WHAT TO WORK ON: All of the data should be restated exactly as it stands.

WORKING DATA:
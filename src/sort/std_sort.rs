use bevy::prelude::*;

use crate::sort::SortEntry;


pub fn sort_by_distance(
    positions: &[Vec3],
    camera_position: Vec3,
    sorted: &mut Vec<SortEntry>,
) {
    sorted.clear();
    sorted.extend(
        positions
            .iter()
            .enumerate()
            .map(|(idx, position)| SortEntry::new(idx, *position, camera_position)),
    );

    sorted.sort_unstable_by_key(|entry| entry.key);
}
use bevy::{
    prelude::*,
    render::{
        extract_resource::ExtractResourcePlugin,
        view::{
            VisibilityClass,
            visibility::{VisibilitySystems, add_visibility_class},
        },
    },
};

use crate::{
    batch::SplatBatch,
    compositor::Compositor,
    log::LogKind,
    registry::{CacheVersion, ContentKey, OwnerId},
    render::image::{ImageRenderContext, SplatAtlasImages, SplatDrawCommand},
    settings::CompositorSettings,
};


/// A scene object contributing splats. Any change to the component registers
/// its batch under a fresh version, `version` only seeds it.
#[derive(Component, Clone, Debug)]
#[require(Transform, Visibility, VisibilityClass)]
#[component(on_add = add_visibility_class::<SplatDetail>)]
pub struct SplatDetail {
    pub batch: SplatBatch,
    pub version: CacheVersion,
    pub first_splat: u64,
    pub origin: Vec3,
}

impl SplatDetail {
    pub fn new(batch: SplatBatch) -> Self {
        Self {
            batch,
            version: CacheVersion::default(),
            first_splat: 0,
            origin: Vec3::ZERO,
        }
    }
}


/// Key of the detail's current registration.
#[derive(Component, Clone, Copy, Debug, PartialEq, Eq)]
pub struct SplatDetailKey(pub ContentKey);


/// The camera whose position drives the splat sort. Without one the first
/// `Camera` is used.
#[derive(Component, Clone, Copy, Debug, Default, Reflect)]
#[reflect(Component)]
pub struct SplatCamera;


#[derive(Default)]
pub struct SplatCompositorPlugin {
    pub settings: Option<CompositorSettings>,
}

impl Plugin for SplatCompositorPlugin {
    fn build(&self, app: &mut App) {
        app.register_type::<CompositorSettings>();
        app.register_type::<SplatCamera>();

        let settings = self.settings.clone().unwrap_or_default();
        app.insert_resource(Compositor::new(&settings));
        app.insert_resource(settings);
        app.init_resource::<SplatAtlasImages>();
        app.init_resource::<SplatDrawCommand>();

        app.add_plugins(ExtractResourcePlugin::<SplatDrawCommand>::default());

        app.add_systems(
            PostUpdate,
            (register_details, mark_visible_details)
                .chain()
                .after(VisibilitySystems::CheckVisibility),
        );
        app.add_systems(
            Last,
            (evict_removed_details, compose_and_draw, end_of_frame).chain(),
        );
    }
}


/// Registered version of a detail: the user version with the change tick
/// folded into its last component, so every mutation gets a new key.
fn detail_version(detail: &Ref<SplatDetail>) -> CacheVersion {
    let CacheVersion([a, b, c, d]) = detail.version;
    let tick = u64::from(detail.last_changed().get());
    CacheVersion([a, b, c, d.rotate_left(32) ^ tick])
}

fn register_detail(
    compositor: &mut Compositor,
    entity: Entity,
    detail: &Ref<SplatDetail>,
) -> ContentKey {
    compositor.register(
        OwnerId::from_entity(entity),
        detail.first_splat,
        detail_version(detail),
        detail.origin,
        detail.batch.clone(),
    )
}

pub fn register_details(
    mut commands: Commands,
    mut compositor: ResMut<Compositor>,
    details: Query<(Entity, Ref<SplatDetail>), Changed<SplatDetail>>,
) {
    for (entity, detail) in &details {
        let key = register_detail(&mut compositor, entity, &detail);
        commands.entity(entity).try_insert(SplatDetailKey(key));
    }
}

pub fn mark_visible_details(
    mut compositor: ResMut<Compositor>,
    mut details: Query<(Entity, Ref<SplatDetail>, &mut SplatDetailKey, &ViewVisibility)>,
) {
    for (entity, detail, mut key, visibility) in &mut details {
        if !visibility.get() {
            continue;
        }

        if compositor.mark_visible(&key.0) {
            continue;
        }

        // the entry was evicted while the detail stayed alive
        key.0 = register_detail(&mut compositor, entity, &detail);
        compositor.mark_visible(&key.0);
    }
}

pub fn evict_removed_details(
    mut compositor: ResMut<Compositor>,
    mut removed: RemovedComponents<SplatDetail>,
) {
    for entity in removed.read() {
        let owner = OwnerId::from_entity(entity);
        let key = compositor
            .registry()
            .owner_entries(owner)
            .map(|(key, _)| *key)
            .next();

        if let Some(key) = key {
            let evicted = compositor.evict_owner(&key);
            debug!(?entity, evicted, "evicted removed splat detail");
        }
    }
}

pub fn compose_and_draw(
    mut compositor: ResMut<Compositor>,
    settings: Res<CompositorSettings>,
    mut images: ResMut<Assets<Image>>,
    mut atlas_images: ResMut<SplatAtlasImages>,
    mut command: ResMut<SplatDrawCommand>,
    splat_cameras: Query<&GlobalTransform, With<SplatCamera>>,
    cameras: Query<&GlobalTransform, With<Camera>>,
) {
    if settings.is_changed() {
        compositor.apply_settings(&settings);
    }
    compositor.set_rendering_enabled(settings.enabled);

    let camera = splat_cameras
        .iter()
        .next()
        .or_else(|| cameras.iter().next())
        .map(GlobalTransform::translation);

    let camera_position = match camera {
        Some(position) => {
            compositor.log_mut().clear(LogKind::MissingCamera);
            position
        }
        None => {
            if settings.explicit_camera_position.is_none() {
                compositor.log_mut().warn(
                    LogKind::MissingCamera,
                    "no SplatCamera or Camera found, sorting splats from the world origin",
                );
            }
            Vec3::ZERO
        }
    };

    *command = SplatDrawCommand::default();
    let mut ctx = ImageRenderContext::new(
        &mut images,
        &mut atlas_images,
        &mut command,
        camera_position,
    );

    compositor.compose(&mut ctx);
    compositor.draw(&mut ctx);
}

pub fn end_of_frame(mut compositor: ResMut<Compositor>) {
    let evicted = compositor.end_of_frame();
    if evicted > 0 {
        debug!(evicted, "evicted stale splat entries at end of frame");
    }
}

RESPONSE:
filename src/sort/std_sort.rs
use bevy::prelude::*;

use crate::sort::SortEntry;


pub fn sort_by_distance(
    positions: &[Vec3],
    camera_position: Vec3,
    sorted: &mut Vec<SortEntry>,
) {
    sorted.clear();
    sorted.extend(
        positions
            .iter()
            .enumerate()
            .map(|(idx, position)| SortEntry::new(idx, *position, camera_position)),
    );

    sorted.sort_unstable_by_key(|entry| entry.key);
}
use bevy::{
    prelude::*,
    render::{
        extract_resource::ExtractResourcePlugin,
        view::{
            VisibilityClass,
            visibility::{VisibilitySystems, add_visibility_class},
        },
    },
};

use crate::{
    batch::SplatBatch,
    compositor::Compositor,
    log::LogKind,
    registry::{CacheVersion, ContentKey, OwnerId},
    render::image::{ImageRenderContext, SplatAtlasImages, SplatDrawCommand},
    settings::CompositorSettings,
};


/// A scene object contributing splats. Any change to the component registers
/// its batch under a fresh version, `version` only seeds it.
#[derive(Component, Clone, Debug)]
#[require(Transform, Visibility, VisibilityClass)]
#[component(on_add = add_visibility_class::<SplatDetail>)]
pub struct SplatDetail {
    pub batch: SplatBatch,
    pub version: CacheVersion,
    pub first_splat: u64,
    pub origin: Vec3,
}

impl SplatDetail {
    pub fn new(batch: SplatBatch) -> Self {
        Self {
            batch,
            version: CacheVersion::default(),
            first_splat: 0,
            origin: Vec3::ZERO,
        }
    }
}


/// Key of the detail's current registration.
#[derive(Component, Clone, Copy, Debug, PartialEq, Eq)]
pub struct SplatDetailKey(pub ContentKey);


/// The camera whose position drives the splat sort. Without one the first
/// `Camera` is used.
#[derive(Component, Clone, Copy, Debug, Default, Reflect)]
#[reflect(Component)]
pub struct SplatCamera;


#[derive(Default)]
pub struct SplatCompositorPlugin {
    pub settings: Option<CompositorSettings>,
}

impl Plugin for SplatCompositorPlugin {
    fn build(&self, app: &mut App) {
        app.register_type::<CompositorSettings>();
        app.register_type::<SplatCamera>();

        let settings = self.settings.clone().unwrap_or_default();
        app.insert_resource(Compositor::new(&settings));
        app.insert_resource(settings);
        app.init_resource::<SplatAtlasImages>();
        app.init_resource::<SplatDrawCommand>();

        app.add_plugins(ExtractResourcePlugin::<SplatDrawCommand>::default());

        app.add_systems(
            PostUpdate,
            (register_details, mark_visible_details)
                .chain()
                .after(VisibilitySystems::CheckVisibility),
        );
        app.add_systems(
            Last,
            (evict_removed_details, compose_and_draw, end_of_frame).chain(),
        );
    }
}


/// Registered version of a detail: the user version with the change tick
/// folded into its last component, so every mutation gets a new key.
fn detail_version(detail: &Ref<SplatDetail>) -> CacheVersion {
    let CacheVersion([a, b, c, d]) = detail.version;
    let tick = u64::from(detail.last_changed().get());
    CacheVersion([a, b, c, d.rotate_left(32) ^ tick])
}

fn register_detail(
    compositor: &mut Compositor,
    entity: Entity,
    detail: &Ref<SplatDetail>,
) -> ContentKey {
    compositor.register(
        OwnerId::from_entity(entity),
        detail.first_splat,
        detail_version(detail),
        detail.origin,
        detail.batch.clone(),
    )
}

pub fn register_details(
    mut commands: Commands,
    mut compositor: ResMut<Compositor>,
    details: Query<(Entity, Ref<SplatDetail>), Changed<SplatDetail>>,
) {
    for (entity, detail) in &details {
        let key = register_detail(&mut compositor, entity, &detail);
        commands.entity(entity).try_insert(SplatDetailKey(key));
    }
}

pub fn mark_visible_details(
    mut compositor: ResMut<Compositor>,
    mut details: Query<(Entity, Ref<SplatDetail>, &mut SplatDetailKey, &ViewVisibility)>,
) {
    for (entity, detail, mut key, visibility) in &mut details {
        if !visibility.get() {
            continue;
        }

        if compositor.mark_visible(&key.0) {
            continue;
        }

        // the entry was evicted while the detail stayed alive
        key.0 = register_detail(&mut compositor, entity, &detail);
        compositor.mark_visible(&key.0);
    }
}

pub fn evict_removed_details(
    mut compositor: ResMut<Compositor>,
    mut removed: RemovedComponents<SplatDetail>,
) {
    for entity in removed.read() {
        let owner = OwnerId::from_entity(entity);
        let key = compositor
            .registry()
            .owner_entries(owner)
            .map(|(key, _)| *key)
            .next();

        if let Some(key) = key {
            let evicted = compositor.evict_owner(&key);
            debug!(?entity, evicted, "evicted removed splat detail");
        }
    }
}

pub fn compose_and_draw(
    mut compositor: ResMut<Compositor>,
    settings: Res<CompositorSettings>,
    mut images: ResMut<Assets<Image>>,
    mut atlas_images: ResMut<SplatAtlasImages>,
    mut command: ResMut<SplatDrawCommand>,
    splat_cameras: Query<&GlobalTransform, With<SplatCamera>>,
    cameras: Query<&GlobalTransform, With<Camera>>,
) {
    if settings.is_changed() {
        compositor.apply_settings(&settings);
    }
    compositor.set_rendering_enabled(settings.enabled);

    let camera = splat_cameras
        .iter()
        .next()
        .or_else(|| cameras.iter().next())
        .map(GlobalTransform::translation);

    let camera_position = match camera {
        Some(position) => {
            compositor.log_mut().clear(LogKind::MissingCamera);
            position
        }
        None => {
            if settings.explicit_camera_position.is_none() {
                compositor.log_mut().warn(
                    LogKind::MissingCamera,
                    "no SplatCamera or Camera found, sorting splats from the world origin",
                );
            }
            Vec3::ZERO
        }
    };

    *command = SplatDrawCommand::default();
    let mut ctx = ImageRenderContext::new(
        &mut images,
        &mut atlas_images,
        &mut command,
        camera_position,
    );

    compositor.compose(&mut ctx);
    compositor.draw(&mut ctx);
}

pub fn end_of_frame(mut compositor: ResMut<Compositor>) {
    let evicted = compositor.end_of_frame();
    if evicted > 0 {
        debug!(evicted, "evicted stale splat entries at end of frame");
    }
}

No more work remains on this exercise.